Every line in the data below from the one containing "let write_error = |source|" down to the one containing "let mut archive = ZipArchive::new(File::open(archive)?)?;", both included, must be retyped exactly; no other line is to appear.

Saved data entries:
((

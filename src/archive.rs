//! Zip downloads and extraction shared by the fetchers and the compiler
//! bootstrap, plus the bundle uploaded on push.

use std::{
    fs::{self, File},
    io::{Cursor, Read, Seek, Write},
    path::{Component, Path, PathBuf},
    time::Duration,
};

use log::{debug, trace, warn};
use reqwest::blocking::Client;
use tempfile::TempPath;
use thiserror::Error;
use zip::{write::SimpleFileOptions, ZipArchive, ZipWriter};

/// Schema archives can be large and networks slow.
pub const DOWNLOAD_TIMEOUT: Duration = Duration::from_secs(30 * 60);

#[derive(Error, Debug)]
pub enum DownloadError {
    #[error("request to {url} failed: {source}")]
    Network { url: String, source: reqwest::Error },
    #[error("request to {url} returned HTTP {status}")]
    HttpStatus { url: String, status: u16 },
    #[error("IO error while saving download: {0}")]
    IO(#[from] std::io::Error),
}

#[derive(Error, Debug)]
pub enum ExtractError {
    #[error("malformed zip archive: {0}")]
    Zip(#[from] zip::result::ZipError),
    #[error("archive entry `{0}` escapes the destination directory")]
    UnsafePath(String),
    #[error("failed to write {path}: {source}")]
    Write {
        path: PathBuf,
        source: std::io::Error,
    },
    #[error("IO error: {0}")]
    IO(#[from] std::io::Error),
}

#[derive(Error, Debug)]
pub enum BundleError {
    #[error("failed to read {path}: {source}")]
    Read {
        path: PathBuf,
        source: std::io::Error,
    },
    #[error("failed to write zip archive: {0}")]
    Zip(#[from] zip::result::ZipError),
    #[error("IO error: {0}")]
    IO(#[from] std::io::Error),
}

pub fn http_client(timeout: Duration) -> reqwest::Result<Client> {
    Client::builder()
        .timeout(timeout)
        .user_agent(concat!("protodex/", env!("CARGO_PKG_VERSION")))
        .build()
}

/// A downloaded archive in the system temp directory, removed on drop.
pub struct TempArchive {
    path: Option<TempPath>,
}

impl TempArchive {
    pub fn path(&self) -> &Path {
        self.path.as_deref().unwrap_or(Path::new(""))
    }
}

impl Drop for TempArchive {
    fn drop(&mut self) {
        if let Some(path) = self.path.take() {
            let display = path.display().to_string();
            if let Err(err) = path.close() {
                warn!("Failed to remove temp file {display}: {err}");
            }
        }
    }
}

pub fn download(client: &Client, url: &str) -> Result<TempArchive, DownloadError> {
    debug!("GET {url}");
    let network = |source| DownloadError::Network {
        url: url.to_owned(),
        source,
    };
    let mut response = client.get(url).send().map_err(network)?;

    let status = response.status();
    if !status.is_success() {
        return Err(DownloadError::HttpStatus {
            url: url.to_owned(),
            status: status.as_u16(),
        });
    }

    let mut file = tempfile::Builder::new()
        .prefix("protodex-download-")
        .suffix(".zip")
        .tempfile()?;
    let size = response.copy_to(&mut file).map_err(network)?;
    file.flush()?;
    trace!("Saved {size} bytes from {url} to {}", file.path().display());

    Ok(TempArchive {
        path: Some(file.into_temp_path()),
    })
}

/// Extracts the archive at `archive` into `dest`.
///
/// `map` turns an entry name into a path relative to `dest`, or `None` to
/// skip the entry. Directory entries are always skipped. Returns the number
/// of files written.
pub fn extract_zip<F>(archive: &Path, dest: &Path, map: F) -> Result<usize, ExtractError>
where
    F: FnMut(&str) -> Option<PathBuf>,
{
    extract_zip_reader(File::open(archive)?, dest, map)
}

pub fn extract_zip_reader<R, F>(reader: R, dest: &Path, mut map: F) -> Result<usize, ExtractError>
where
    R: Read + Seek,
    F: FnMut(&str) -> Option<PathBuf>,
{
    let mut archive = ZipArchive::new(reader)?;
    let mut extracted = 0;

    for index in 0..archive.len() {
        let mut entry = archive.by_index(index)?;
        if entry.is_dir() {
            continue;
        }

        let name = entry.name().to_owned();
        let relative = match map(&name) {
            Some(relative) if relative.as_os_str().is_empty() => continue,
            Some(relative) => relative,
            None => {
                trace!("Skipping archive entry {name}");
                continue;
            }
        };
        if !stays_inside(&relative) {
            return Err(ExtractError::UnsafePath(name));
        }

        let target = dest.join(&relative);
        let write_error = |source| ExtractError::Write {
            path: target.clone(),
            source,
        };
        if let Some(parent) = target.parent() {
            std::fs::create_dir_all(parent).map_err(write_error)?;
        }
        let mut out = File::create(&target).map_err(write_error)?;
        std::io::copy(&mut entry, &mut out).map_err(write_error)?;
        extracted += 1;
    }

    Ok(extracted)
}

/// First path segment of the first file entry, with its trailing slash.
pub fn archive_root(archive: &Path) -> Result<Option<String>, ExtractError> {
    let mut archive = ZipArchive::new(File::open(archive)?)?;
    for index in 0..archive.len() {
        let entry = archive.by_index(index)?;
        if entry.is_dir() {
            continue;
        }
        return Ok(entry
            .name()
            .split_once('/')
            .map(|(root, _)| format!("{root}/")));
    }
    Ok(None)
}

/// Zips `files` in memory under their paths relative to `root`. Files
/// outside `root` are skipped.
pub fn bundle(root: &Path, files: &[PathBuf]) -> Result<Vec<u8>, BundleError> {
    let mut writer = ZipWriter::new(Cursor::new(Vec::new()));
    for file in files {
        let Some(name) = entry_name(root, file) else {
            warn!("Skipping {} outside of {}", file.display(), root.display());
            continue;
        };
        let contents = fs::read(file).map_err(|source| BundleError::Read {
            path: file.clone(),
            source,
        })?;
        trace!("Bundling {name}");
        writer.start_file(name, SimpleFileOptions::default())?;
        writer.write_all(&contents)?;
    }
    Ok(writer.finish()?.into_inner())
}

/// Zip entry names always use `/`.
fn entry_name(root: &Path, file: &Path) -> Option<String> {
    let relative = file.strip_prefix(root).ok()?;
    if relative.as_os_str().is_empty() || !stays_inside(relative) {
        return None;
    }
    let parts: Vec<_> = relative
        .components()
        .filter(|c| matches!(c, Component::Normal(_)))
        .map(|c| c.as_os_str().to_string_lossy())
        .collect();
    Some(parts.join("/"))
}

fn stays_inside(path: &Path) -> bool {
    path.components()
        .all(|c| matches!(c, Component::Normal(_) | Component::CurDir))
}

))

- Response for this exercise:
        let write_error = |source| ExtractError::Write {
            path: target.clone(),
            source,
        };
        if let Some(parent) = target.parent() {
            std::fs::create_dir_all(parent).map_err(write_error)?;
        }
        let mut out = File::create(&target).map_err(write_error)?;
        std::io::copy(&mut entry, &mut out).map_err(write_error)?;
        extracted += 1;
    }

    Ok(extracted)
}

/// First path segment of the first file entry, with its trailing slash.
pub fn archive_root(archive: &Path) -> Result<Option<String>, ExtractError> {
    let mut archive = ZipArchive::new(File::open(archive)?)?;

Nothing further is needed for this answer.